Перетягивание каната между двумя противоречивыми подходами к национальной политике стало еще более ожесточенным, поскольку национальные комитеты Розенберга усилились появлением двух «больших братьев» – белорусского и украинского политических центров. Летом 1944 г., по мере приближения наступательных советских войск, Белорусская центральная рада покинула Минск, и вскоре ее лидеры, во главе с Радославом Островским, обосновались в Берлине под присмотром Менде, бок о бок с другими нерусскими комитетами. Шагом, призванным поставить шах и мат внезапному вторжению Гиммлера в восточную эмигрантскую политику, стало заявление, что Розенберг заполучил «профессора»

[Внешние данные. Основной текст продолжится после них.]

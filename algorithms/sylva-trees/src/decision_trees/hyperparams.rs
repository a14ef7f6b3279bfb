use sylva::{
    error::{Error, Result},
    ParamGuard,
};

#[cfg(feature = "serde")]
use serde_crate::{Deserialize, Serialize};

use crate::DecisionTree;

/// The set of hyperparameters that can be specified for fitting a
/// [decision tree](struct.DecisionTree.html).
///
/// ### Example
///
/// ```rust
/// use sylva::prelude::*;
/// use sylva_trees::DecisionTree;
///
/// // Hold out a fifth of every class to prune the grown tree
/// let params = DecisionTree::params().prune(true).prune_ratio(0.2).seed(7);
///
/// let (train, test) = sylva_datasets::iris().stratified_split(0.8, 1);
/// let tree = params.fit(&train).unwrap();
/// assert!(tree.test(&test).accuracy() > 0.8);
/// ```
///
#[cfg_attr(
    feature = "serde",
    derive(Serialize, Deserialize),
    serde(crate = "serde_crate")
)]
#[derive(Clone, Copy, Debug, PartialEq)]
pub struct DecisionTreeValidParams {
    prune: bool,
    prune_ratio: f64,
    seed: u64,
    stump: bool,
}

impl DecisionTreeValidParams {
    pub fn prune(&self) -> bool {
        self.prune
    }

    pub fn prune_ratio(&self) -> f64 {
        self.prune_ratio
    }

    pub fn seed(&self) -> u64 {
        self.seed
    }

    pub fn stump(&self) -> bool {
        self.stump
    }
}

#[cfg_attr(
    feature = "serde",
    derive(Serialize, Deserialize),
    serde(crate = "serde_crate")
)]
#[derive(Clone, Copy, Debug, PartialEq)]
pub struct DecisionTreeParams(DecisionTreeValidParams);

impl DecisionTreeParams {
    pub fn new() -> Self {
        Self(DecisionTreeValidParams {
            prune: true,
            prune_ratio: 0.2,
            seed: 1,
            stump: false,
        })
    }

    /// Sets whether the grown tree is pruned against a held out part of the training set
    pub fn prune(mut self, prune: bool) -> Self {
        self.0.prune = prune;
        self
    }

    /// Sets the share of every class held out for pruning
    pub fn prune_ratio(mut self, prune_ratio: f64) -> Self {
        self.0.prune_ratio = prune_ratio;
        self
    }

    /// Sets the seed of the stratified split into construction and pruning set
    pub fn seed(mut self, seed: u64) -> Self {
        self.0.seed = seed;
        self
    }

    /// Restricts the tree to a single split at the root
    pub fn stump(mut self, stump: bool) -> Self {
        self.0.stump = stump;
        self
    }
}

impl Default for DecisionTreeParams {
    fn default() -> Self {
        Self::new()
    }
}

impl DecisionTree {
    /// Defaults are provided if the optional parameters are not specified:
    /// * `prune = true`
    /// * `prune_ratio = 0.2`
    /// * `seed = 1`
    /// * `stump = false`
    pub fn params() -> DecisionTreeParams {
        DecisionTreeParams::new()
    }

    /// Parameters of a decision stump, a tree of depth one which is never pruned
    pub fn stump_params() -> DecisionTreeParams {
        DecisionTreeParams::new().stump(true).prune(false)
    }
}

/// Decision trees restricted to a single split at the root
///
/// Stumps are regular [`DecisionTree`]s, this type only provides their parameters.
///
/// ```rust
/// use sylva::prelude::*;
/// use sylva_trees::DecisionStump;
///
/// let stump = DecisionStump::params().fit(&sylva_datasets::iris()).unwrap();
/// assert_eq!(stump.max_depth(), 1);
/// ```
#[derive(Clone, Copy, Debug, PartialEq)]
pub struct DecisionStump;

impl DecisionStump {
    pub fn params() -> DecisionTreeParams {
        DecisionTree::stump_params()
    }
}

impl ParamGuard for DecisionTreeParams {
    type Checked = DecisionTreeValidParams;
    type Error = Error;

    fn check_ref(&self) -> Result<&Self::Checked> {
        if self.0.stump && self.0.prune {
            Err(Error::Parameters(
                "a decision stump is never pruned, disable pruning".to_string(),
            ))
        } else if self.0.prune && !(self.0.prune_ratio > 0.0 && self.0.prune_ratio < 1.0) {
            Err(Error::Parameters(format!(
                "Prune ratio should be between zero and one (exclusive), but was {}",
                self.0.prune_ratio
            )))
        } else {
            Ok(&self.0)
        }
    }

    fn check(self) -> Result<Self::Checked> {
        self.check_ref()?;
        Ok(self.0)
    }
}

Островского, «президента белорусского центрального совета». (Еще раньше министерство восточных территорий просило ведомство Кёстринга не разрешать белорусам вступать в РОА, а вместо этого сформировать их в отдельную «национальную армию». Прибалтийские эмигрантские группы и их военные коллеги в конце 1944 г. также перебрались в рейх; они опускаются из дальнейшего рассмотрения, поскольку не поддерживали прямых контактов с движением Власова, которое на самом деле никогда и не претендовало на государства Прибалтики.) Фактически белорусские экстремисты не представляли никакой политической силы, были разобщены и практически не имели последователей среди гражданского населения. Куда сложнее обстояли украинские дела.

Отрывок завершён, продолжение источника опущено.